# Data records:
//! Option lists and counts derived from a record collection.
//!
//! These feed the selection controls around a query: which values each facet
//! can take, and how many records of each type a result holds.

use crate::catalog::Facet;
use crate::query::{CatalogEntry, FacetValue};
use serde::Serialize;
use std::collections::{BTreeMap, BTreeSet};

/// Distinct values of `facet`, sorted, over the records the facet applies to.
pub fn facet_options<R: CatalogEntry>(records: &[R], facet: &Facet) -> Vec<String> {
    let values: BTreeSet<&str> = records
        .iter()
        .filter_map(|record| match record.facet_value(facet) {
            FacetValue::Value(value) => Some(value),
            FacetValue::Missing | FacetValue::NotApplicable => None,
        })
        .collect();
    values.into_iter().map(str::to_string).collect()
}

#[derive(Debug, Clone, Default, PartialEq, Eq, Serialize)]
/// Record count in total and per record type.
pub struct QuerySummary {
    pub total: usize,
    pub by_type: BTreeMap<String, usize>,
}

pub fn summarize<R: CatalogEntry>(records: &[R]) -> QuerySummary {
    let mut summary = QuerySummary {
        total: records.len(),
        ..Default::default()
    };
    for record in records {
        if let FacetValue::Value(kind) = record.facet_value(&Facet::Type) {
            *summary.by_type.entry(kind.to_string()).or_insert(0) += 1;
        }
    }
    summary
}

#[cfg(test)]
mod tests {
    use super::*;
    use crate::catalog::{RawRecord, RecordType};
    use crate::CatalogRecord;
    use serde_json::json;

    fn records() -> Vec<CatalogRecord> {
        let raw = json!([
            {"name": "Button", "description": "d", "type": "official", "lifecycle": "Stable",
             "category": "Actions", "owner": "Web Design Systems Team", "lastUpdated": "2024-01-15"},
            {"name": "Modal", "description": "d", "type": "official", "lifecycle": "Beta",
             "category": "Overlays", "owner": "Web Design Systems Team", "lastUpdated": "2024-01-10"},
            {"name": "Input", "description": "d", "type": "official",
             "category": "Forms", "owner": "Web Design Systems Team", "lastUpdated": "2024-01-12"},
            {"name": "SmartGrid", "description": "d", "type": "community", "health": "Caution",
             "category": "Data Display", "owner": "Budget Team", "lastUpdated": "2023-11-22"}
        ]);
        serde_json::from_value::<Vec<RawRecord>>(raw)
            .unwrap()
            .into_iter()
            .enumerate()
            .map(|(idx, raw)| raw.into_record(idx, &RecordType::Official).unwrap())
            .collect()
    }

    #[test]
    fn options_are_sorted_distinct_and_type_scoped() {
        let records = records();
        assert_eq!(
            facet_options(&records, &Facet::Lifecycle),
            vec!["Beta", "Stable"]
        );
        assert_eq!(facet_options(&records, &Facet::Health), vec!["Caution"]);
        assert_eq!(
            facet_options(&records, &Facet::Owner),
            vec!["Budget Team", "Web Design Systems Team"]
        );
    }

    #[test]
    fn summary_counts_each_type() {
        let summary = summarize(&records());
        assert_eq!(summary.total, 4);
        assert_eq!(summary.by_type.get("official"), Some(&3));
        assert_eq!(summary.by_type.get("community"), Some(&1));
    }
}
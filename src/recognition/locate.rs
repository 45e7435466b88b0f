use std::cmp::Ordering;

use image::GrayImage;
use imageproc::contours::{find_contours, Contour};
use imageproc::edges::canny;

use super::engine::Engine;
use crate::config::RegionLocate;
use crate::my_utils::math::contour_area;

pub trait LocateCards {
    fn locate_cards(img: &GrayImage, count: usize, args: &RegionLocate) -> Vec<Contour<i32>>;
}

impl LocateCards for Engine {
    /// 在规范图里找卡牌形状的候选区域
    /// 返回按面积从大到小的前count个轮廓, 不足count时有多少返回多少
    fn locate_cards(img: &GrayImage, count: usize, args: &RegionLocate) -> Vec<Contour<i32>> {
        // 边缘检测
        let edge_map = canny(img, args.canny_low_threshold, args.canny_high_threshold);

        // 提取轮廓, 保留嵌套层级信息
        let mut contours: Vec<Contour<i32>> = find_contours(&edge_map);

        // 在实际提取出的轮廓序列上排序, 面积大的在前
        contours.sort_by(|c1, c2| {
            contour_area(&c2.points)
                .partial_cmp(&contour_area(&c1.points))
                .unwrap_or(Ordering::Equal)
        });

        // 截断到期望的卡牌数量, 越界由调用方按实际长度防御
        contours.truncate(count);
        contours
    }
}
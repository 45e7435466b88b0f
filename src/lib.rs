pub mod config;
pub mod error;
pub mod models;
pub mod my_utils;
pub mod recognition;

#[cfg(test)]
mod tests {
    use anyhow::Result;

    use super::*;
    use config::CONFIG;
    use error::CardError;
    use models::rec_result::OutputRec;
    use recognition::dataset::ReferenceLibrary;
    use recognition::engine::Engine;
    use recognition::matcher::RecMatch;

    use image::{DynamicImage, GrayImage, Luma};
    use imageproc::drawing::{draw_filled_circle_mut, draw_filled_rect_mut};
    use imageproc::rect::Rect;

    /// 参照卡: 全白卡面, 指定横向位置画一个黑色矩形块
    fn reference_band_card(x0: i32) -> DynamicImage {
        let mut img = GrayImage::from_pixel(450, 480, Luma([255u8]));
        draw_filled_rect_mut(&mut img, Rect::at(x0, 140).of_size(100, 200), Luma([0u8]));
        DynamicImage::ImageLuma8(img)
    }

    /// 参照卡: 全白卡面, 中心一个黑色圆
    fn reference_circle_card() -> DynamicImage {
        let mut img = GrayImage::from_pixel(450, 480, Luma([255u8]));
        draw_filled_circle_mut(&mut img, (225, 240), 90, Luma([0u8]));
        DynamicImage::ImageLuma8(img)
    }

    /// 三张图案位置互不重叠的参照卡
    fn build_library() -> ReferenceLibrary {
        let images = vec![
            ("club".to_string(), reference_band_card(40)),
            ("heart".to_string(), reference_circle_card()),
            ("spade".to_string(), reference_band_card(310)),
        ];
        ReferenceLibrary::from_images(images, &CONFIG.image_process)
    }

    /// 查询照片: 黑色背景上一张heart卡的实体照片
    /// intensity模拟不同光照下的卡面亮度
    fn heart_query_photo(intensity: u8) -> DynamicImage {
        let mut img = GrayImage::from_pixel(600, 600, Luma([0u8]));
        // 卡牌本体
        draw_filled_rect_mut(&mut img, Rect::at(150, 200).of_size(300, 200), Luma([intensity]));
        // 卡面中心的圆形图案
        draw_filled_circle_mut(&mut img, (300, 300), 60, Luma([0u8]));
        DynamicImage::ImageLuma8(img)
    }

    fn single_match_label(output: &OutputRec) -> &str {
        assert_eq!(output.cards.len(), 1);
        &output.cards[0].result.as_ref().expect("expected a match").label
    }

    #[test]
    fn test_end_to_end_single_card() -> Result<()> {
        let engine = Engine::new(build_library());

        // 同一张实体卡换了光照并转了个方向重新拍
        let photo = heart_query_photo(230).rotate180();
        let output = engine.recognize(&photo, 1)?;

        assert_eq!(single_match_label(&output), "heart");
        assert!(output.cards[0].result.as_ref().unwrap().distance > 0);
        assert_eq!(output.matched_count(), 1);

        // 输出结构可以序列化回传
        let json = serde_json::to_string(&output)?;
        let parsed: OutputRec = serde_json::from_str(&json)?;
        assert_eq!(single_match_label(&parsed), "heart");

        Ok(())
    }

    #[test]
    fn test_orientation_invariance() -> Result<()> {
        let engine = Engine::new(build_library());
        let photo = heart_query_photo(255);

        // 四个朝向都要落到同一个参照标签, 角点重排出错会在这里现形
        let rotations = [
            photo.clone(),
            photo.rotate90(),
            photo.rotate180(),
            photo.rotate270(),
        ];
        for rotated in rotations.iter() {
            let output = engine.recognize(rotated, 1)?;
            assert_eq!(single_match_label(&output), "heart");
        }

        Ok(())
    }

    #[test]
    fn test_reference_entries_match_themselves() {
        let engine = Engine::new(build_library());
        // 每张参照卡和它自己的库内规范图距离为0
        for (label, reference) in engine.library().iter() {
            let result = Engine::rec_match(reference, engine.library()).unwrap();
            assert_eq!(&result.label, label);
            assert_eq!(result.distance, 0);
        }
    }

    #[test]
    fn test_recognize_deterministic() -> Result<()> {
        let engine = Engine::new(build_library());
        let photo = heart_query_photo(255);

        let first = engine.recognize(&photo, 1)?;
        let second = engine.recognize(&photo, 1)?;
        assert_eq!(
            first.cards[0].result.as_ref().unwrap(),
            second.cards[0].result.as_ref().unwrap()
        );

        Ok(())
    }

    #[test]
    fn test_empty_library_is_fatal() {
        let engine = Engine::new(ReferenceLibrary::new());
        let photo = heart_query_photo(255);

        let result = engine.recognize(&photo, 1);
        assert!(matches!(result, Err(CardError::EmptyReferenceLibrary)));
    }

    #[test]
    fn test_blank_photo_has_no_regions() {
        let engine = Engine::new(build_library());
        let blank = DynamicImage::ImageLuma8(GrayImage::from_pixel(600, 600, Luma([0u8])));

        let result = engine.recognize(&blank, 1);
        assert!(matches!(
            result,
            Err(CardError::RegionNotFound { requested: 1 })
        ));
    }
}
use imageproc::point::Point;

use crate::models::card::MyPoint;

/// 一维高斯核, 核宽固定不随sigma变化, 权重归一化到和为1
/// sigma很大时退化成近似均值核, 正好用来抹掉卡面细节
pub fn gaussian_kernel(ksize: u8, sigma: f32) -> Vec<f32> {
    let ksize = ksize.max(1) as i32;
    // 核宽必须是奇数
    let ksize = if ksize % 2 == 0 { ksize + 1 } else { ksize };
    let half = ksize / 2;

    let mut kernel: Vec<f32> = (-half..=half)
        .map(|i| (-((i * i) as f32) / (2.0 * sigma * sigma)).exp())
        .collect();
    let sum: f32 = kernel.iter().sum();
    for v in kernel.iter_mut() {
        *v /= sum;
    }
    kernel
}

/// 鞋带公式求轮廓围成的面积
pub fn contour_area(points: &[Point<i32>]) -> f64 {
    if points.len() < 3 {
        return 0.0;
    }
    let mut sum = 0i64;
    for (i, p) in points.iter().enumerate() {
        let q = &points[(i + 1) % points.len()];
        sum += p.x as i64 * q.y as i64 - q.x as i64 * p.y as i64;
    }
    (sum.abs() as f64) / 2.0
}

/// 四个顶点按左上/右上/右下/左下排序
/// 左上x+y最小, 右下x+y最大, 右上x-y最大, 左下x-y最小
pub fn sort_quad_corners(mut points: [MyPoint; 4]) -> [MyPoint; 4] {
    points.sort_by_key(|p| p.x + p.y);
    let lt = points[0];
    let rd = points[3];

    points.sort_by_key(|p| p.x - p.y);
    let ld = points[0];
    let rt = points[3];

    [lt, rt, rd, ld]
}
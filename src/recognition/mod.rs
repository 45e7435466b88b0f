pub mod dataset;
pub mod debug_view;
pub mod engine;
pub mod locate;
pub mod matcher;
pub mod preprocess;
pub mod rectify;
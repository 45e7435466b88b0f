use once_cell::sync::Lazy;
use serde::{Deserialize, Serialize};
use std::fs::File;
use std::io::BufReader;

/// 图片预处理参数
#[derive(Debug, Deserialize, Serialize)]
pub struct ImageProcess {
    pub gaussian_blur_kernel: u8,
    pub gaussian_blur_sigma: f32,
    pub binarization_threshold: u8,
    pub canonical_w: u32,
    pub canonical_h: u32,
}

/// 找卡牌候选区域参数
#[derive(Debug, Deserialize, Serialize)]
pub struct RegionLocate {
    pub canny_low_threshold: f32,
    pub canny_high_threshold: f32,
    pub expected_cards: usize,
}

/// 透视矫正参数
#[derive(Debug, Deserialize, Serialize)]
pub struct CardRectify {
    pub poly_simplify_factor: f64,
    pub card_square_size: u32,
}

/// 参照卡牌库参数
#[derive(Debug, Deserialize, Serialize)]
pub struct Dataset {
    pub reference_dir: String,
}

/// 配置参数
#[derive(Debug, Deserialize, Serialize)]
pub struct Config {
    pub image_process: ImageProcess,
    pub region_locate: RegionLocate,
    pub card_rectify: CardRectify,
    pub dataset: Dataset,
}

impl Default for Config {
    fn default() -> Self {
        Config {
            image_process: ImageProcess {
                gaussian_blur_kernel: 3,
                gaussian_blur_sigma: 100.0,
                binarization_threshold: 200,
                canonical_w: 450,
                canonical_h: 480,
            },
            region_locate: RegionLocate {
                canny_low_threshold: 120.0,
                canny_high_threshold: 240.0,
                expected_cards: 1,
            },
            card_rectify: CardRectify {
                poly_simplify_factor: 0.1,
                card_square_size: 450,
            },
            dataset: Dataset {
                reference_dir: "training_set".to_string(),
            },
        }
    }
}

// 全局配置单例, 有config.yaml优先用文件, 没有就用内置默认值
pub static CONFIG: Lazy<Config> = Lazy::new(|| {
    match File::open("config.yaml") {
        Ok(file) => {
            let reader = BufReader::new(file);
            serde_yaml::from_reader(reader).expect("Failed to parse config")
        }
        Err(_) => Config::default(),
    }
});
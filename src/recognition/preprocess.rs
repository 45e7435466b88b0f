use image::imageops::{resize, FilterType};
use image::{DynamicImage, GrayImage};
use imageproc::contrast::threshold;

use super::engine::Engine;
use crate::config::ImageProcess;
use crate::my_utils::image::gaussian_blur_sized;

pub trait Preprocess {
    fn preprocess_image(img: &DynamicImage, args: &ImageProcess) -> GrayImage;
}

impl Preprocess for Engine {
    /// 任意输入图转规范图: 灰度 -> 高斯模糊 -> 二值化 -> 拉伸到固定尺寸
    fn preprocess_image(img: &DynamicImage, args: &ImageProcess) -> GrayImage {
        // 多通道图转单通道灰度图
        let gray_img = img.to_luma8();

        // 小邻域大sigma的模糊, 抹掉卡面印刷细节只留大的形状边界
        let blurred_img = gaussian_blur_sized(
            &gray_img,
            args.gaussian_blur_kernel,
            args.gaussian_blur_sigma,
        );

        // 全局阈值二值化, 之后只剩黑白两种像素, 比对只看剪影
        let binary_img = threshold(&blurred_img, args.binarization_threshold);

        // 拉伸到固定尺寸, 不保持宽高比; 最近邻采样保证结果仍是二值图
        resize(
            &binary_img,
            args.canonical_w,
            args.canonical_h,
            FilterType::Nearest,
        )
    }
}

# Task objective:
Using the listing above, copy exactly the line that contains "let half = ksize / 2;", the line that contains "pub struct ImageProcess", and each line that falls between them.

# Output:
    let half = ksize / 2;

    let mut kernel: Vec<f32> = (-half..=half)
        .map(|i| (-((i * i) as f32) / (2.0 * sigma * sigma)).exp())
        .collect();
    let sum: f32 = kernel.iter().sum();
    for v in kernel.iter_mut() {
        *v /= sum;
    }
    kernel
}

/// 鞋带公式求轮廓围成的面积
pub fn contour_area(points: &[Point<i32>]) -> f64 {
    if points.len() < 3 {
        return 0.0;
    }
    let mut sum = 0i64;
    for (i, p) in points.iter().enumerate() {
        let q = &points[(i + 1) % points.len()];
        sum += p.x as i64 * q.y as i64 - q.x as i64 * p.y as i64;
    }
    (sum.abs() as f64) / 2.0
}

/// 四个顶点按左上/右上/右下/左下排序
/// 左上x+y最小, 右下x+y最大, 右上x-y最大, 左下x-y最小
pub fn sort_quad_corners(mut points: [MyPoint; 4]) -> [MyPoint; 4] {
    points.sort_by_key(|p| p.x + p.y);
    let lt = points[0];
    let rd = points[3];

    points.sort_by_key(|p| p.x - p.y);
    let ld = points[0];
    let rt = points[3];

    [lt, rt, rd, ld]
}
filename src/recognition/mod.rs
repository 45e7435466b88b0f
pub mod dataset;
pub mod debug_view;
pub mod engine;
pub mod locate;
pub mod matcher;
pub mod preprocess;
pub mod rectify;
repository 45e7435466b88b0f
use once_cell::sync::Lazy;
use serde::{Deserialize, Serialize};
use std::fs::File;
use std::io::BufReader;

/// 图片预处理参数
#[derive(Debug, Deserialize, Serialize)]
pub struct ImageProcess {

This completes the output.